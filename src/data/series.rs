//! Time Series Module
//! Date-indexed records and the cleaned dataset shared by the renderers.

use crate::data::CalendarMonth;
use crate::stats::QuantileBounds;
use chrono::{Datelike, NaiveDate};

/// One day of page views.
#[derive(Debug, Clone, Copy, PartialEq)]
pub struct Record {
    pub date: NaiveDate,
    pub value: f64,
}

impl Record {
    pub fn new(date: NaiveDate, value: f64) -> Self {
        Self { date, value }
    }

    pub fn year(&self) -> i32 {
        self.date.year()
    }

    pub fn month(&self) -> CalendarMonth {
        CalendarMonth::of(self.date)
    }
}

/// Records ordered by date ascending, with unique dates.
#[derive(Debug, Clone, Default, PartialEq)]
pub struct Series {
    records: Vec<Record>,
}

impl Series {
    /// Build a series from records in any order. When a date appears more
    /// than once, the first occurrence wins.
    pub fn from_records(records: impl IntoIterator<Item = Record>) -> Self {
        let mut records: Vec<Record> = records.into_iter().collect();
        // stable: equal dates keep their input order
        records.sort_by_key(|r| r.date);
        records.dedup_by_key(|r| r.date);
        Self { records }
    }

    pub fn records(&self) -> &[Record] {
        &self.records
    }

    pub fn iter(&self) -> std::slice::Iter<'_, Record> {
        self.records.iter()
    }

    pub fn len(&self) -> usize {
        self.records.len()
    }

    pub fn is_empty(&self) -> bool {
        self.records.is_empty()
    }

    pub fn values(&self) -> Vec<f64> {
        self.records.iter().map(|r| r.value).collect()
    }

    pub fn first_date(&self) -> Option<NaiveDate> {
        self.records.first().map(|r| r.date)
    }

    pub fn last_date(&self) -> Option<NaiveDate> {
        self.records.last().map(|r| r.date)
    }

    /// Distinct calendar years, chronological.
    pub fn years(&self) -> Vec<i32> {
        let mut years: Vec<i32> = self.records.iter().map(Record::year).collect();
        years.dedup();
        years
    }
}

impl<'a> IntoIterator for &'a Series {
    type Item = &'a Record;
    type IntoIter = std::slice::Iter<'a, Record>;

    fn into_iter(self) -> Self::IntoIter {
        self.records.iter()
    }
}

/// The series after outlier removal. Read-only once built; every renderer
/// borrows the same instance.
#[derive(Debug, Clone, PartialEq)]
pub struct CleanedSeries {
    series: Series,
    bounds: Option<QuantileBounds>,
    removed: usize,
}

impl CleanedSeries {
    pub(crate) fn new(series: Series, bounds: Option<QuantileBounds>, removed: usize) -> Self {
        Self {
            series,
            bounds,
            removed,
        }
    }

    pub fn series(&self) -> &Series {
        &self.series
    }

    pub fn records(&self) -> &[Record] {
        self.series.records()
    }

    pub fn len(&self) -> usize {
        self.series.len()
    }

    pub fn is_empty(&self) -> bool {
        self.series.is_empty()
    }

    /// Bounds computed on the original series; `None` if it was empty.
    pub fn bounds(&self) -> Option<QuantileBounds> {
        self.bounds
    }

    /// Number of records dropped as outliers.
    pub fn removed_count(&self) -> usize {
        self.removed
    }
}

#[cfg(test)]
mod tests {
    use super::*;

    fn day(y: i32, m: u32, d: u32) -> NaiveDate {
        NaiveDate::from_ymd_opt(y, m, d).unwrap()
    }

    #[test]
    fn records_are_sorted_and_deduplicated() {
        let series = Series::from_records([
            Record::new(day(2017, 1, 2), 20.0),
            Record::new(day(2016, 12, 31), 10.0),
            Record::new(day(2017, 1, 2), 99.0),
            Record::new(day(2017, 1, 1), 15.0),
        ]);
        assert_eq!(series.len(), 3);
        assert_eq!(series.values(), vec![10.0, 15.0, 20.0]);
        assert_eq!(series.first_date(), Some(day(2016, 12, 31)));
        assert_eq!(series.last_date(), Some(day(2017, 1, 2)));
        assert_eq!(series.years(), vec![2016, 2017]);
    }

    #[test]
    fn empty_series() {
        let series = Series::default();
        assert!(series.is_empty());
        assert_eq!(series.first_date(), None);
        assert!(series.years().is_empty());
    }
}
//! Data Processor Module
//! Outlier removal and the per-renderer groupings of the cleaned series.

use crate::data::{CalendarMonth, CleanedSeries, Series};
use crate::stats::{StatsCalculator, ValueGroup};
use std::collections::BTreeMap;

/// Default lower quantile fraction kept by the cleaner.
pub const DEFAULT_LOWER_QUANTILE: f64 = 0.025;
/// Default upper quantile fraction kept by the cleaner.
pub const DEFAULT_UPPER_QUANTILE: f64 = 0.975;

/// Mean value per (year, month). Absent pairs have no entry, never zero.
#[derive(Debug, Clone, Default, PartialEq)]
pub struct MonthlyAverageTable {
    years: Vec<i32>,
    cells: BTreeMap<(i32, CalendarMonth), f64>,
}

impl MonthlyAverageTable {
    /// Years present in the data, chronological.
    pub fn years(&self) -> &[i32] {
        &self.years
    }

    /// Month axis, always January..December.
    pub fn months(&self) -> [CalendarMonth; 12] {
        CalendarMonth::ALL
    }

    pub fn get(&self, year: i32, month: CalendarMonth) -> Option<f64> {
        self.cells.get(&(year, month)).copied()
    }

    /// One year's averages indexed by month.
    pub fn row(&self, year: i32) -> [Option<f64>; 12] {
        CalendarMonth::ALL.map(|month| self.get(year, month))
    }

    /// Number of (year, month) pairs with data.
    pub fn len(&self) -> usize {
        self.cells.len()
    }

    pub fn is_empty(&self) -> bool {
        self.cells.is_empty()
    }

    /// Largest average in the table.
    pub fn max_value(&self) -> Option<f64> {
        self.cells.values().copied().reduce(f64::max)
    }
}

/// Handles data cleaning and grouping operations.
pub struct DataProcessor;

impl DataProcessor {
    /// Keep records whose value lies within the `lower`..`upper` quantiles of
    /// the whole series, inclusive. Quantiles are computed once, before filtering.
    pub fn clean_outliers(series: &Series, lower: f64, upper: f64) -> CleanedSeries {
        let Some(bounds) = StatsCalculator::quantile_bounds(&series.values(), lower, upper) else {
            return CleanedSeries::new(Series::default(), None, 0);
        };

        let kept = Series::from_records(
            series
                .iter()
                .filter(|r| bounds.contains(r.value))
                .copied(),
        );
        let removed = series.len() - kept.len();

        CleanedSeries::new(kept, Some(bounds), removed)
    }

    /// Clean with the default 2.5% / 97.5% quantiles.
    pub fn clean_default(series: &Series) -> CleanedSeries {
        Self::clean_outliers(series, DEFAULT_LOWER_QUANTILE, DEFAULT_UPPER_QUANTILE)
    }

    /// Average value per (year, month).
    pub fn monthly_averages(data: &CleanedSeries) -> MonthlyAverageTable {
        let mut grouped: BTreeMap<(i32, CalendarMonth), Vec<f64>> = BTreeMap::new();
        for record in data.records() {
            grouped
                .entry((record.year(), record.month()))
                .or_default()
                .push(record.value);
        }

        let cells = grouped
            .into_iter()
            .filter_map(|(key, values)| StatsCalculator::mean(&values).map(|mean| (key, mean)))
            .collect();

        MonthlyAverageTable {
            years: data.series().years(),
            cells,
        }
    }

    /// Values grouped by calendar year, labelled with the 4-digit year.
    pub fn year_groups(data: &CleanedSeries) -> Vec<ValueGroup> {
        let mut grouped: BTreeMap<i32, Vec<f64>> = BTreeMap::new();
        for record in data.records() {
            grouped.entry(record.year()).or_default().push(record.value);
        }

        grouped
            .into_iter()
            .map(|(year, values)| ValueGroup::new(format!("{year:04}"), values))
            .collect()
    }

    /// Values grouped by month of year across all years. Always twelve groups
    /// labelled "Jan".."Dec"; months without data are empty.
    pub fn month_groups(data: &CleanedSeries) -> Vec<ValueGroup> {
        let mut groups: Vec<ValueGroup> = CalendarMonth::ALL
            .iter()
            .map(|month| ValueGroup::new(month.abbrev(), Vec::new()))
            .collect();
        for record in data.records() {
            groups[record.month().index()].values.push(record.value);
        }
        groups
    }
}

#[cfg(test)]
mod tests {
    use super::*;
    use crate::data::Record;
    use approx::assert_relative_eq;
    use chrono::NaiveDate;

    fn record(y: i32, m: u32, d: u32, value: f64) -> Record {
        Record::new(NaiveDate::from_ymd_opt(y, m, d).unwrap(), value)
    }

    fn clean(records: Vec<Record>) -> CleanedSeries {
        DataProcessor::clean_outliers(&Series::from_records(records), 0.0, 1.0)
    }

    #[test]
    fn removes_values_outside_central_range() {
        let mut records: Vec<Record> = (1..=20)
            .map(|d| record(2016, 6, d, 1000.0 + d as f64 * 10.0))
            .collect();
        records.push(record(2016, 6, 21, 50_000.0));
        records.push(record(2016, 6, 22, 1.0));
        let series = Series::from_records(records);

        let cleaned = DataProcessor::clean_default(&series);
        let bounds = cleaned.bounds().unwrap();

        assert_eq!(cleaned.len(), 20);
        assert_eq!(cleaned.removed_count(), 2);
        assert!(cleaned.records().iter().all(|r| bounds.contains(r.value)));
        assert!(!cleaned.records().iter().any(|r| r.value == 50_000.0));
    }

    #[test]
    fn identical_values_are_all_kept() {
        let series = Series::from_records((1..=10).map(|d| record(2018, 3, d, 42.0)));
        let cleaned = DataProcessor::clean_default(&series);
        assert_eq!(cleaned.len(), 10);
        assert_eq!(cleaned.removed_count(), 0);
    }

    #[test]
    fn empty_series_cleans_to_empty() {
        let cleaned = DataProcessor::clean_default(&Series::default());
        assert!(cleaned.is_empty());
        assert!(cleaned.bounds().is_none());
    }

    #[test]
    fn monthly_average_of_january() {
        let data = clean(vec![
            record(2017, 1, 3, 100.0),
            record(2017, 1, 20, 200.0),
            record(2017, 2, 1, 50.0),
        ]);
        let table = DataProcessor::monthly_averages(&data);
        assert_relative_eq!(table.get(2017, CalendarMonth::January).unwrap(), 150.0);
        assert_relative_eq!(table.get(2017, CalendarMonth::February).unwrap(), 50.0);
        assert_eq!(table.get(2017, CalendarMonth::March), None);
        assert_eq!(table.len(), 2);
        assert_relative_eq!(table.max_value().unwrap(), 150.0);
    }

    #[test]
    fn monthly_table_month_axis_is_calendar_ordered() {
        // December appears first in the data, April sorts first alphabetically
        let data = clean(vec![
            record(2016, 12, 1, 10.0),
            record(2017, 4, 1, 20.0),
            record(2017, 8, 1, 30.0),
        ]);
        let table = DataProcessor::monthly_averages(&data);
        assert_eq!(table.months(), CalendarMonth::ALL);
        assert_eq!(table.years(), &[2016, 2017]);

        let row = table.row(2017);
        assert_eq!(row[CalendarMonth::April.index()], Some(20.0));
        assert_eq!(row[CalendarMonth::August.index()], Some(30.0));
        assert_eq!(row.iter().filter(|v| v.is_some()).count(), 2);
    }

    #[test]
    fn year_and_month_groups() {
        let data = clean(vec![
            record(2016, 5, 9, 1.0),
            record(2017, 5, 9, 2.0),
            record(2017, 11, 9, 3.0),
            record(2019, 1, 1, 4.0),
        ]);

        let years = DataProcessor::year_groups(&data);
        let labels: Vec<&str> = years.iter().map(|g| g.label.as_str()).collect();
        assert_eq!(labels, vec!["2016", "2017", "2019"]);
        assert_eq!(years[1].values, vec![2.0, 3.0]);

        let months = DataProcessor::month_groups(&data);
        assert_eq!(months.len(), 12);
        assert_eq!(months[0].label, "Jan");
        assert_eq!(months[4].values, vec![1.0, 2.0]);
        assert!(months[1].values.is_empty());
        assert_eq!(months[11].label, "Dec");
    }
}
//! Static Chart Renderer
//! Rasterises chart handles into RGB images with plotters, and writes PNGs.
//!
//! Layouts:
//! 1. Line: one panel, dates on X with half-yearly ticks rotated 90 degrees
//! 2. Bar: grouped bars per year, legend panel on the right of the plot
//! 3. Box: year-wise panel on the left, month-wise panel on the right
//!
//! Drawing happens into an in-memory buffer; `save_png` is the only file write.

use crate::charts::{BarChart, BoxChart, BoxPanel, LegendEntry, LineChart, ChartPlotter};
use chrono::{Datelike, NaiveDate};
use image::{ImageFormat, RgbImage};
use plotters::coord::Shift;
use plotters::prelude::*;
use std::ops::Range;
use std::path::{Path, PathBuf};
use thiserror::Error;

const FONT: &str = "sans-serif";
/// Share of a year slot covered by its twelve bars.
const BAR_GROUP_WIDTH: f64 = 0.8;
/// Box width in category units.
const BOX_WIDTH: f64 = 0.6;
const LEGEND_PANEL_WIDTH: u32 = 150;

type Canvas<'a> = DrawingArea<BitMapBackend<'a>, Shift>;

#[derive(Error, Debug)]
pub enum RenderError {
    #[error("Drawing failed: {0}")]
    Drawing(String),
    #[error("No usable font: {0}")]
    Font(String),
    #[error("Failed to write image: {0}")]
    Image(#[from] image::ImageError),
    #[error("Cannot prepare output directory {}: {source}", path.display())]
    Io {
        path: PathBuf,
        #[source]
        source: std::io::Error,
    },
    #[error("Nothing to draw: the series is empty")]
    EmptySeries,
    #[error("Invalid image size {0}x{1}")]
    Buffer(u32, u32),
}

/// Marker in the text of a font failure. The backend error kind that would
/// tell it apart is not re-exported by plotters.
const FONT_ERROR_MARKER: &str = "Font loading error";

impl<E: std::error::Error + Send + Sync> From<DrawingAreaErrorKind<E>> for RenderError {
    fn from(err: DrawingAreaErrorKind<E>) -> Self {
        let message = err.to_string();
        if message.contains(FONT_ERROR_MARKER) {
            RenderError::Font(message)
        } else {
            RenderError::Drawing(message)
        }
    }
}

pub struct StaticChartRenderer;

impl StaticChartRenderer {
    pub fn render_line_chart(chart: &LineChart, size: (u32, u32)) -> Result<RgbImage, RenderError> {
        let (start, end) = chart.date_range().ok_or(RenderError::EmptySeries)?;
        let x_start = start.num_days_from_ce();
        let x_end = end.num_days_from_ce().max(x_start + 1);
        let ticks: Vec<i32> = chart.x_ticks.iter().map(|d| d.num_days_from_ce()).collect();
        let line_color = ChartPlotter::get_color(0);

        Self::render_to_image(size, |root| {
            let mut ctx = ChartBuilder::on(root)
                .caption(&chart.labels.title, (FONT, 22))
                .margin(15)
                .x_label_area_size(80)
                .y_label_area_size(70)
                .build_cartesian_2d(
                    (x_start..x_end).with_key_points(ticks),
                    chart.value_range.clone(),
                )?;

            ctx.configure_mesh()
                .x_desc(chart.labels.x_label.as_str())
                .y_desc(chart.labels.y_label.as_str())
                .x_label_style((FONT, 13).into_font().transform(FontTransform::Rotate90))
                .x_label_formatter(&Self::format_day)
                .y_label_formatter(&|v: &f64| format!("{v:.0}"))
                .draw()?;

            ctx.draw_series(LineSeries::new(
                chart
                    .points
                    .iter()
                    .map(|(date, value)| (date.num_days_from_ce(), *value)),
                line_color.stroke_width(1),
            ))?;
            Ok(())
        })
    }

    pub fn render_bar_chart(chart: &BarChart, size: (u32, u32)) -> Result<RgbImage, RenderError> {
        if chart.groups.is_empty() {
            return Err(RenderError::EmptySeries);
        }
        let n_years = chart.groups.len();
        let years: Vec<String> = chart.years().iter().map(|y| y.to_string()).collect();
        let bar_width = BAR_GROUP_WIDTH / chart.legend.len().max(1) as f64;

        Self::render_to_image(size, |root| {
            let (plot_area, legend_area) =
                root.split_horizontally(size.0.saturating_sub(LEGEND_PANEL_WIDTH));

            let mut ctx = ChartBuilder::on(&plot_area)
                .caption(&chart.labels.title, (FONT, 22))
                .margin(15)
                .x_label_area_size(70)
                .y_label_area_size(80)
                .build_cartesian_2d(Self::category_axis(n_years), chart.value_range.clone())?;

            ctx.configure_mesh()
                .disable_x_mesh()
                .x_labels(n_years)
                .x_desc(chart.labels.x_label.as_str())
                .y_desc(chart.labels.y_label.as_str())
                .x_label_style((FONT, 13).into_font().transform(FontTransform::Rotate90))
                .x_label_formatter(&|x: &f64| Self::category_label(&years, *x))
                .y_label_formatter(&|v: &f64| format!("{v:.0}"))
                .draw()?;

            for (m, entry) in chart.legend.iter().enumerate() {
                let style = entry.color.filled();
                ctx.draw_series(chart.groups.iter().enumerate().filter_map(|(i, group)| {
                    let height = (*group.heights.get(m)?)?;
                    let x0 = i as f64 - BAR_GROUP_WIDTH / 2.0 + m as f64 * bar_width;
                    Some(Rectangle::new([(x0, 0.0), (x0 + bar_width, height)], style))
                }))?;
            }

            Self::draw_legend(&legend_area, &chart.legend_title, &chart.legend)
        })
    }

    pub fn render_box_chart(chart: &BoxChart, size: (u32, u32)) -> Result<RgbImage, RenderError> {
        if chart.year_panel.categories.is_empty() {
            return Err(RenderError::EmptySeries);
        }

        Self::render_to_image(size, |root| {
            let panels = root.split_evenly((1, 2));
            Self::draw_box_panel(&panels[0], &chart.year_panel)?;
            Self::draw_box_panel(&panels[1], &chart.month_panel)
        })
    }

    /// Write an image as PNG, creating the parent directory if needed.
    /// Overwrites an existing file.
    pub fn save_png(image: &RgbImage, path: &Path) -> Result<(), RenderError> {
        if let Some(dir) = path.parent().filter(|d| !d.as_os_str().is_empty()) {
            std::fs::create_dir_all(dir).map_err(|source| RenderError::Io {
                path: dir.to_path_buf(),
                source,
            })?;
        }
        image.save_with_format(path, ImageFormat::Png)?;
        Ok(())
    }

    fn render_to_image<F>(size: (u32, u32), draw: F) -> Result<RgbImage, RenderError>
    where
        F: FnOnce(&Canvas<'_>) -> Result<(), RenderError>,
    {
        let (w, h) = size;
        if w == 0 || h == 0 {
            return Err(RenderError::Buffer(w, h));
        }

        let mut buffer = vec![0u8; w as usize * h as usize * 3];
        {
            let root = BitMapBackend::with_buffer(&mut buffer, size).into_drawing_area();
            root.fill(&WHITE)?;
            draw(&root)?;
            root.present()?;
        }

        RgbImage::from_raw(w, h, buffer).ok_or(RenderError::Buffer(w, h))
    }

    fn draw_box_panel(area: &Canvas<'_>, panel: &BoxPanel) -> Result<(), RenderError> {
        let n = panel.categories.len();
        let labels = panel.category_labels();

        let mut ctx = ChartBuilder::on(area)
            .caption(&panel.labels.title, (FONT, 18))
            .margin(15)
            .x_label_area_size(50)
            .y_label_area_size(70)
            .build_cartesian_2d(Self::category_axis(n), panel.value_range.clone())?;

        ctx.configure_mesh()
            .disable_x_mesh()
            .x_labels(n)
            .x_desc(panel.labels.x_label.as_str())
            .y_desc(panel.labels.y_label.as_str())
            .x_label_formatter(&|x: &f64| Self::category_label(&labels, *x))
            .y_label_formatter(&|v: &f64| format!("{v:.0}"))
            .draw()?;

        let plot = ctx.plotting_area();
        let half = BOX_WIDTH / 2.0;
        let cap = half / 2.0;
        let line = BLACK.stroke_width(1);

        for (i, category) in panel.categories.iter().enumerate() {
            let Some(stats) = &category.stats else {
                continue;
            };
            let x = i as f64;

            // Box (filled, outlined)
            plot.draw(&Rectangle::new(
                [(x - half, stats.q1), (x + half, stats.q3)],
                category.color.mix(0.8).filled(),
            ))?;
            plot.draw(&Rectangle::new(
                [(x - half, stats.q1), (x + half, stats.q3)],
                line,
            ))?;

            // Median
            plot.draw(&PathElement::new(
                vec![(x - half, stats.median), (x + half, stats.median)],
                line,
            ))?;

            // Whiskers and caps
            for (from, to) in [(stats.whisker_low, stats.q1), (stats.q3, stats.whisker_high)] {
                plot.draw(&PathElement::new(vec![(x, from), (x, to)], line))?;
            }
            for end in [stats.whisker_low, stats.whisker_high] {
                plot.draw(&PathElement::new(vec![(x - cap, end), (x + cap, end)], line))?;
            }

            for &value in &stats.outliers {
                plot.draw(&Circle::new((x, value), 3, line))?;
            }
        }

        Ok(())
    }

    fn draw_legend(area: &Canvas<'_>, title: &str, entries: &[LegendEntry]) -> Result<(), RenderError> {
        let title_style = (FONT, 16).into_font().color(&BLACK);
        let label_style = (FONT, 13).into_font().color(&BLACK);
        let box_size = 14;
        let x = 10;
        let mut y = 60;

        area.draw_text(title, &title_style, (x, y))?;
        y += 26;

        for entry in entries {
            area.draw(&Rectangle::new(
                [(x, y), (x + box_size, y + box_size)],
                entry.color.filled(),
            ))?;
            area.draw_text(&entry.label, &label_style, (x + box_size + 8, y))?;
            y += 22;
        }

        Ok(())
    }

    /// `n` category slots centred on 0, 1, .., n - 1.
    fn category_axis(n: usize) -> Range<f64> {
        -0.5..n.max(1) as f64 - 0.5
    }

    /// Label of the category centred at `x`, blank between categories.
    fn category_label<S: AsRef<str>>(labels: &[S], x: f64) -> String {
        let idx = x.round();
        if idx < 0.0 || (x - idx).abs() > 1e-6 {
            return String::new();
        }
        labels
            .get(idx as usize)
            .map(|label| label.as_ref().to_string())
            .unwrap_or_default()
    }

    fn format_day(day: &i32) -> String {
        NaiveDate::from_num_days_from_ce_opt(*day)
            .map(|d| d.format("%Y-%m").to_string())
            .unwrap_or_default()
    }
}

□ □ □ □ □ □ □

WHAT YOU HAVE TO DO: Repeat every line of the data word for word until you have repeated the line that contains "self.records.first().map(|r| r.date)", which is the last one to include.

ANSWER TO THIS PROBLEM:
filename src/data/series.rs
//! Time Series Module
//! Date-indexed records and the cleaned dataset shared by the renderers.

use crate::data::CalendarMonth;
use crate::stats::QuantileBounds;
use chrono::{Datelike, NaiveDate};

/// One day of page views.
#[derive(Debug, Clone, Copy, PartialEq)]
pub struct Record {
    pub date: NaiveDate,
    pub value: f64,
}

impl Record {
    pub fn new(date: NaiveDate, value: f64) -> Self {
        Self { date, value }
    }

    pub fn year(&self) -> i32 {
        self.date.year()
    }

    pub fn month(&self) -> CalendarMonth {
        CalendarMonth::of(self.date)
    }
}

/// Records ordered by date ascending, with unique dates.
#[derive(Debug, Clone, Default, PartialEq)]
pub struct Series {
    records: Vec<Record>,
}

impl Series {
    /// Build a series from records in any order. When a date appears more
    /// than once, the first occurrence wins.
    pub fn from_records(records: impl IntoIterator<Item = Record>) -> Self {
        let mut records: Vec<Record> = records.into_iter().collect();
        // stable: equal dates keep their input order
        records.sort_by_key(|r| r.date);
        records.dedup_by_key(|r| r.date);
        Self { records }
    }

    pub fn records(&self) -> &[Record] {
        &self.records
    }

    pub fn iter(&self) -> std::slice::Iter<'_, Record> {
        self.records.iter()
    }

    pub fn len(&self) -> usize {
        self.records.len()
    }

    pub fn is_empty(&self) -> bool {
        self.records.is_empty()
    }

    pub fn values(&self) -> Vec<f64> {
        self.records.iter().map(|r| r.value).collect()
    }

    pub fn first_date(&self) -> Option<NaiveDate> {
        self.records.first().map(|r| r.date)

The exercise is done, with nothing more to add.